The fix is a Pydantic model at the @dlt.resource boundary. The resource validates each record through the model before yielding. Upstream drift raises pydantic.ValidationError at extract time, before dlt writes anything.

Pilot: eBird RecentObservation

The canonical example is packages/databox-sources/databox_sources/ebird/models.py, which defines RecentObservation for the eBird recent/notable endpoints. Key shape decisions:

  • AliasChoices for input, explicit wire names for output. The API sends subId, howMany, etc.; the legacy dlt resource yielded the same camelCase keys so dlt's normalizer could lowercase and snake_case them on write. The model accepts either form on input (camelCase or snake_case) via validation_alias=AliasChoices(...), and emits the legacy wire shape via to_record(). This keeps the DuckDB schema bit-for-bit identical during the migration.
  • extra="ignore". Upstream adding a field (e.g. a new hasRichMedia) must not break the extract. The model silently drops unknown keys.
  • populate_by_name=True. Lets tests pass either API names or Python names.
  • Defaults on optional fields. how_many is genuinely absent when an observer reports an "X" count; making it int | None with default=None reflects that. Similarly for obs_valid and friends.

How a resource uses the model

Inside source.py, the process_observation helper validates each record and returns a dict-shaped payload keyed by the legacy wire names:

def process_observation(obs, region, is_notable=False):
    enriched = dict(obs)
    enriched["_region_code"] = region
    enriched["_loaded_at"] = pendulum.now().isoformat()
    enriched["_observation_date"] = obs.get("obsDt")
    enriched["_is_notable"] = is_notable
    return RecentObservation.model_validate(enriched).to_record()

The resource keeps its explicit columns={...} hint (the model's Python field names don't round-trip 1:1 to the legacy underscore-prefixed metadata columns, so columns=RecentObservation is deferred).

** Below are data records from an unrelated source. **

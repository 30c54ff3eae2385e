#![deny(missing_docs)]
#![deny(missing_debug_implementations)]
#![cfg_attr(test, deny(rust_2018_idioms))]

//! # msgproto
//!
//! `msgproto` is an incremental, allocation-conscious parser for a
//! line-delimited, length-prefixed pub-sub wire protocol.
//!
//! ## Design
//!
//! A [`Parser`] owns no socket and does no I/O. The caller reads bytes
//! from wherever they come from — a TCP stream, a test fixture, a
//! replayed capture — and hands them to [`Parser::parse`] in whatever
//! chunks happen to arrive. The parser buffers internally and only
//! emits an [`Event`] once a complete frame is available, so it behaves
//! identically whether the input arrives in one call or one byte at a
//! time.
//!
//! ```
//! use msgproto::{Event, Parser};
//!
//! let mut parser = Parser::new();
//! parser.parse(b"MSG foo.bar 9 5\r\nhello\r\n").unwrap();
//! let events = parser.drain_events();
//! assert!(matches!(events[0], Event::Msg { .. }));
//! ```

pub use crate::error::{ParseResult, ParserClosed, ParserError, ProtocolError};
pub use crate::event::{Event, ServerInfo, Version};
pub use crate::parser::{Parser, DEFAULT_MAX_CONTROL_LINE};

mod buffer;
mod error;
mod event;
mod info;
mod parser;
mod proto;
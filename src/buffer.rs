//! Input buffer: accumulates received bytes and hands out CRLF-delimited
//! lines and length-prefixed regions without ever copying more than the
//! consumed prefix.

use bytes::{Buf, Bytes, BytesMut};

/// The initial capacity reserved for a freshly constructed buffer.
///
/// Chosen to absorb one or two typical TCP reads before the first
/// reallocation.
const INIT_CAPACITY: usize = 8 * 1024;

/// A growable byte sequence supporting append, CRLF search, and prefix
/// consumption. Backed by `bytes::BytesMut`, whose `split_to` is O(1) —
/// it just slices the shared allocation rather than copying the tail.
#[derive(Debug, Default)]
pub(crate) struct InputBuffer {
    buf: BytesMut,
}

impl InputBuffer {
    pub(crate) fn new() -> InputBuffer {
        InputBuffer {
            buf: BytesMut::with_capacity(INIT_CAPACITY),
        }
    }

    pub(crate) fn append(&mut self, chunk: &[u8]) {
        self.buf.extend_from_slice(chunk);
    }

    pub(crate) fn len(&self) -> usize {
        self.buf.len()
    }

    pub(crate) fn is_empty(&self) -> bool {
        self.buf.is_empty()
    }

    pub(crate) fn as_slice(&self) -> &[u8] {
        &self.buf
    }

    pub(crate) fn first(&self) -> Option<u8> {
        self.buf.first().copied()
    }

    /// Index of the first byte of the next `\r\n`, if fully present.
    pub(crate) fn find_crlf(&self) -> Option<usize> {
        find_crlf(&self.buf)
    }

    /// Consumes and returns the first `n` bytes as an owned, cheaply
    /// cloneable `Bytes`. Panics if `n > self.len()`.
    pub(crate) fn consume(&mut self, n: usize) -> Bytes {
        self.buf.split_to(n).freeze()
    }

    /// Drops the first `n` bytes without retaining them.
    pub(crate) fn advance(&mut self, n: usize) {
        Buf::advance(&mut self.buf, n);
    }
}

/// Finds the first occurrence of `\r\n` in `haystack`, if any.
pub(crate) fn find_crlf(haystack: &[u8]) -> Option<usize> {
    if haystack.len() < 2 {
        return None;
    }
    // memchr-style scan for '\r' followed by a '\n'; the protocol's control
    // lines are short, so a linear scan with no external crate is fine here.
    let mut start = 0;
    while let Some(rel) = haystack[start..].iter().position(|&b| b == b'\r') {
        let idx = start + rel;
        if idx + 1 >= haystack.len() {
            return None;
        }
        if haystack[idx + 1] == b'\n' {
            return Some(idx);
        }
        start = idx + 1;
    }
    None
}
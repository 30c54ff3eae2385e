//! Control-line recognition: verb dispatch and argument tokenizing.
//!
//! The whole buffered control line is handed over in one shot and
//! tokenized in a single pass rather than stepped through byte by byte —
//! the grammar is small enough that a hand-rolled tokenizer is simpler
//! than a general-purpose one.

use crate::error::{ErrorKind, ProtocolError};
use crate::event::Event;
use crate::info;

/// What a fully-buffered control line (CRLF already found) recognized to.
pub(crate) enum Recognized {
    /// A complete frame with no payload to await.
    Complete(Event),
    /// `MSG` control line parsed; caller must now await `total_size + 2`
    /// payload bytes.
    AwaitMsg {
        subject: String,
        sid: u64,
        reply_to: String,
        total_size: usize,
    },
    /// `HMSG` control line parsed; caller must now await `total_size + 2`
    /// payload bytes, of which the first `header_size` are the header
    /// block.
    AwaitHmsg {
        subject: String,
        sid: u64,
        reply_to: String,
        header_size: usize,
        total_size: usize,
    },
}

/// Parses one CRLF-terminated control line (the CRLF itself is excluded
/// from `line`). `line` must be non-empty.
pub(crate) fn parse_control_line(line: &[u8]) -> Result<Recognized, ProtocolError> {
    debug_assert!(!line.is_empty());

    match line[0] {
        b'+' if is_exact_ci(line, b"+OK") => Ok(Recognized::Complete(Event::Ok)),
        b'-' if starts_with_ci(line, b"-ERR ") => {
            let text = &line[5..];
            if has_bare_cr_or_lf(text) {
                return Err(malformed(line));
            }
            let message = ascii_text(text, line)?;
            Ok(Recognized::Complete(Event::Err { message }))
        }
        b'p' | b'P' if is_exact_ci(line, b"PING") => Ok(Recognized::Complete(Event::Ping)),
        b'p' | b'P' if is_exact_ci(line, b"PONG") => Ok(Recognized::Complete(Event::Pong)),
        b'i' | b'I' if starts_with_ci(line, b"INFO ") => {
            let json = &line[5..];
            if json.first() != Some(&b'{') {
                return Err(malformed(line));
            }
            let info = info::decode_info(json)?;
            Ok(Recognized::Complete(Event::Info(Box::new(info))))
        }
        b'm' | b'M' if starts_with_ci(line, b"MSG ") => parse_msg(&line[4..], line),
        b'h' | b'H' if starts_with_ci(line, b"HMSG ") => parse_hmsg(&line[5..], line),
        other => Err(ProtocolError::new(ErrorKind::UnknownVerb, other, line)),
    }
}

fn parse_msg(args: &[u8], line: &[u8]) -> Result<Recognized, ProtocolError> {
    let tokens: Vec<&[u8]> = args.split(|&b| b == b' ').collect();
    let (subject, sid, reply_to, total_size) = match tokens.as_slice() {
        [subject, sid, total_size] => (*subject, *sid, &b""[..], *total_size),
        [subject, sid, reply_to, total_size] => (*subject, *sid, *reply_to, *total_size),
        _ => return Err(ProtocolError::new(ErrorKind::BadArgCount, line[0], line)),
    };

    Ok(Recognized::AwaitMsg {
        subject: ascii_text(subject, line)?,
        sid: parse_u64(sid, line)?,
        reply_to: ascii_text(reply_to, line)?,
        total_size: parse_size(total_size, line)?,
    })
}

fn parse_hmsg(args: &[u8], line: &[u8]) -> Result<Recognized, ProtocolError> {
    let tokens: Vec<&[u8]> = args.split(|&b| b == b' ').collect();
    let (subject, sid, reply_to, header_size, total_size) = match tokens.as_slice() {
        [subject, sid, header_size, total_size] => {
            (*subject, *sid, &b""[..], *header_size, *total_size)
        }
        [subject, sid, reply_to, header_size, total_size] => {
            (*subject, *sid, *reply_to, *header_size, *total_size)
        }
        _ => return Err(ProtocolError::new(ErrorKind::BadArgCount, line[0], line)),
    };

    let header_size = parse_size(header_size, line)?;
    let total_size = parse_size(total_size, line)?;
    if header_size < 4 || total_size < header_size {
        return Err(ProtocolError::new(ErrorKind::InvalidSize, line[0], line));
    }

    Ok(Recognized::AwaitHmsg {
        subject: ascii_text(subject, line)?,
        sid: parse_u64(sid, line)?,
        reply_to: ascii_text(reply_to, line)?,
        header_size,
        total_size,
    })
}

fn parse_u64(token: &[u8], line: &[u8]) -> Result<u64, ProtocolError> {
    std::str::from_utf8(token)
        .ok()
        .and_then(|s| s.parse::<u64>().ok())
        .ok_or_else(|| {
            ProtocolError::new(ErrorKind::InvalidNumber, token.first().copied().unwrap_or(0), line)
        })
}

fn parse_size(token: &[u8], line: &[u8]) -> Result<usize, ProtocolError> {
    let n = parse_u64(token, line)?;
    usize::try_from(n)
        .map_err(|_| ProtocolError::new(ErrorKind::InvalidNumber, token.first().copied().unwrap_or(0), line))
}

fn ascii_text(token: &[u8], line: &[u8]) -> Result<String, ProtocolError> {
    String::from_utf8(token.to_vec())
        .map_err(|_| ProtocolError::new(ErrorKind::InvalidUtf8, token.first().copied().unwrap_or(0), line))
}

fn malformed(line: &[u8]) -> ProtocolError {
    ProtocolError::new(ErrorKind::MalformedControlLine, line[0], line)
}

/// `find_crlf` only stops at the first true `\r\n`, so a lone `\r` or
/// `\n` earlier in the line is silently skipped over rather than ending
/// it. The `-ERR` message text must reject both, since it's the one
/// field whose content isn't otherwise bounded by token splitting.
fn has_bare_cr_or_lf(text: &[u8]) -> bool {
    text.iter().any(|&b| b == b'\r' || b == b'\n')
}

fn is_exact_ci(line: &[u8], literal: &[u8]) -> bool {
    line.eq_ignore_ascii_case(literal)
}

fn starts_with_ci(line: &[u8], literal: &[u8]) -> bool {
    line.len() >= literal.len() && line[..literal.len()].eq_ignore_ascii_case(literal)
}

#[cfg(test)]
mod tests {
    use super::*;

    fn recognize(s: &str) -> Result<Recognized, ProtocolError> {
        parse_control_line(s.as_bytes())
    }

    #[test]
    fn ping_pong_ok_case_insensitive() {
        assert!(matches!(
            recognize("PING").unwrap(),
            Recognized::Complete(Event::Ping)
        ));
        assert!(matches!(
            recognize("pong").unwrap(),
            Recognized::Complete(Event::Pong)
        ));
        assert!(matches!(
            recognize("+ok").unwrap(),
            Recognized::Complete(Event::Ok)
        ));
    }

    #[test]
    fn err_message_kept_verbatim() {
        match recognize("-ERR 'Unknown Protocol'").unwrap() {
            Recognized::Complete(Event::Err { message }) => {
                assert_eq!(message, "'Unknown Protocol'");
            }
            _ => panic!("expected Err event"),
        }
    }

    #[test]
    fn err_message_rejects_embedded_bare_cr_or_lf() {
        assert!(recognize("-ERR foo\rbar").is_err());
        assert!(recognize("-ERR foo\nbar").is_err());
    }

    #[test]
    fn msg_three_and_four_tokens() {
        match recognize("MSG foo.bar 7 11").unwrap() {
            Recognized::AwaitMsg {
                subject,
                sid,
                reply_to,
                total_size,
            } => {
                assert_eq!(subject, "foo.bar");
                assert_eq!(sid, 7);
                assert_eq!(reply_to, "");
                assert_eq!(total_size, 11);
            }
            _ => panic!("expected AwaitMsg"),
        }

        match recognize("MSG foo 1 reply.x 3").unwrap() {
            Recognized::AwaitMsg { reply_to, .. } => assert_eq!(reply_to, "reply.x"),
            _ => panic!("expected AwaitMsg"),
        }
    }

    #[test]
    fn msg_wrong_token_count_is_error() {
        assert!(recognize("MSG foo 7").is_err());
    }

    #[test]
    fn msg_non_numeric_sid_is_error() {
        assert!(recognize("MSG foo x 3").is_err());
    }

    #[test]
    fn hmsg_rejects_header_size_below_minimum() {
        assert!(recognize("HMSG foo 1 3 10").is_err());
    }

    #[test]
    fn hmsg_rejects_total_smaller_than_header() {
        assert!(recognize("HMSG foo 1 10 8").is_err());
    }

    #[test]
    fn unknown_verb_is_error() {
        assert!(recognize("XYZ").is_err());
    }

    #[test]
    fn verb_case_insensitive_but_space_exact() {
        assert!(matches!(
            recognize("MsG foo.bar 7 11").unwrap(),
            Recognized::AwaitMsg { .. }
        ));
    }
}
//! Error and Result module.

use std::error::Error as StdError;
use std::fmt;

use bytes::Bytes;

/// Result type returned from [`crate::Parser::parse`].
pub type ParseResult<T> = std::result::Result<T, ParserError>;

/// The two ways a call to [`crate::Parser::parse`] can fail.
#[derive(Debug)]
pub enum ParserError {
    /// The input did not conform to the wire grammar.
    Protocol(ProtocolError),
    /// `parse` was called after [`crate::Parser::close`], or after a
    /// previous `parse` call already returned [`ParserError::Protocol`].
    Closed(ParserClosed),
}

/// Returned when `parse` is called on a parser that has already been
/// closed, either explicitly via [`crate::Parser::close`] or implicitly
/// after a prior [`ProtocolError`].
#[derive(Debug, Clone, Copy, Default)]
pub struct ParserClosed;

impl fmt::Display for ParserClosed {
    fn fmt(&self, f: &mut fmt::Formatter<'_>) -> fmt::Result {
        f.write_str("parser is closed")
    }
}

impl StdError for ParserClosed {}

impl fmt::Display for ParserError {
    fn fmt(&self, f: &mut fmt::Formatter<'_>) -> fmt::Result {
        match self {
            ParserError::Protocol(e) => fmt::Display::fmt(e, f),
            ParserError::Closed(e) => fmt::Display::fmt(e, f),
        }
    }
}

impl StdError for ParserError {
    fn source(&self) -> Option<&(dyn StdError + 'static)> {
        match self {
            ParserError::Protocol(e) => e.source(),
            ParserError::Closed(_) => None,
        }
    }
}

/// A malformed-input error, carrying the offending byte and a bounded
/// snippet of the residual buffer for diagnostics.
pub struct ProtocolError {
    inner: Box<ProtocolErrorImpl>,
}

struct ProtocolErrorImpl {
    kind: ErrorKind,
    offending_byte: u8,
    context: Bytes,
}

/// Caps how much of the residual buffer is copied into a [`ProtocolError`].
pub(crate) const MAX_ERROR_CONTEXT: usize = 128;

#[derive(Debug)]
pub(crate) enum ErrorKind {
    UnknownVerb,
    MalformedControlLine,
    BadArgCount,
    InvalidNumber,
    InvalidSize,
    InvalidUtf8,
    UnterminatedHeaderBlock,
    MissingPayloadTerminator,
    ControlLineTooLong,
    InfoJson(serde_json::Error),
}

impl ProtocolError {
    pub(crate) fn new(kind: ErrorKind, offending_byte: u8, residual: &[u8]) -> ProtocolError {
        let cap = std::cmp::min(residual.len(), MAX_ERROR_CONTEXT);
        ProtocolError {
            inner: Box::new(ProtocolErrorImpl {
                kind,
                offending_byte,
                context: Bytes::copy_from_slice(&residual[..cap]),
            }),
        }
    }

    /// The byte that caused rejection, or the first byte of the malformed
    /// region when detected at a region boundary.
    pub fn offending_byte(&self) -> u8 {
        self.inner.offending_byte
    }

    /// The residual buffer content at the point of failure, capped to a
    /// bounded size.
    pub fn context(&self) -> &[u8] {
        &self.inner.context
    }

    fn description(&self) -> &'static str {
        match self.inner.kind {
            ErrorKind::UnknownVerb => "unrecognized verb at start of control line",
            ErrorKind::MalformedControlLine => "control line is not valid ASCII/CRLF framing",
            ErrorKind::BadArgCount => "wrong number of arguments in control line",
            ErrorKind::InvalidNumber => {
                "sid/header-size/total-size is not a valid non-negative integer"
            }
            ErrorKind::InvalidSize => "total-size is smaller than header-size, or header-size < 4",
            ErrorKind::InvalidUtf8 => "subject/reply-to/message text is not valid UTF-8",
            ErrorKind::UnterminatedHeaderBlock => "HMSG header block does not end in CRLFCRLF",
            ErrorKind::MissingPayloadTerminator => "payload region is not followed by CRLF",
            ErrorKind::ControlLineTooLong => {
                "control line exceeded the configured maximum length"
            }
            ErrorKind::InfoJson(_) => {
                "INFO body is not a well-formed JSON object with the required fields"
            }
        }
    }
}

impl fmt::Debug for ProtocolError {
    fn fmt(&self, f: &mut fmt::Formatter<'_>) -> fmt::Result {
        f.debug_struct("ProtocolError")
            .field("kind", &self.inner.kind)
            .field("offending_byte", &self.inner.offending_byte)
            .field("context_len", &self.inner.context.len())
            .finish()
    }
}

impl fmt::Display for ProtocolError {
    fn fmt(&self, f: &mut fmt::Formatter<'_>) -> fmt::Result {
        write!(
            f,
            "{} (offending byte: {:#04x})",
            self.description(),
            self.inner.offending_byte
        )
    }
}

impl StdError for ProtocolError {
    fn source(&self) -> Option<&(dyn StdError + 'static)> {
        match &self.inner.kind {
            ErrorKind::InfoJson(e) => Some(e),
            _ => None,
        }
    }
}

impl From<ProtocolError> for ParserError {
    fn from(e: ProtocolError) -> ParserError {
        ParserError::Protocol(e)
    }
}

Validation is still the primary drift-detection mechanism; columns= is just a type pin for three numeric fields dlt can't infer safely.

When to add a model

Reach for a model when:

  • the resource hits an external API you don't control
  • the resource yields records with more than ~5 meaningful fields
  • downstream consumers (staging views, Soda contracts) would silently accept a renamed or re-typed field

Skip the model when:

  • the resource reads local files you fully control
  • the yielded shape is a trivial {key, value} pair
  • the upstream schema is already typed via an SDK

Relationship to Soda contracts

Pydantic at the source is the first line of defense: it catches type and required-field drift before the record lands. Soda contracts on the staging view are the second line: they catch semantic drift (row counts, freshness windows, value ranges) on what dlt did write.

Both are valuable. Pydantic fails closed earlier; Soda catches the things types alone can't express.

Next steps

This is a pilot. Follow-up work (not yet ticketed):

  1. Extend to the other eBird resources (species_list, hotspots, taxonomy, region_stats).
  2. Add models for the NOAA, USGS, and USGS earthquakes sources.
  3. Revisit columns=ModelClass once we settle on a shared convention for dlt load-metadata fields (the _region_code / _loaded_at pattern).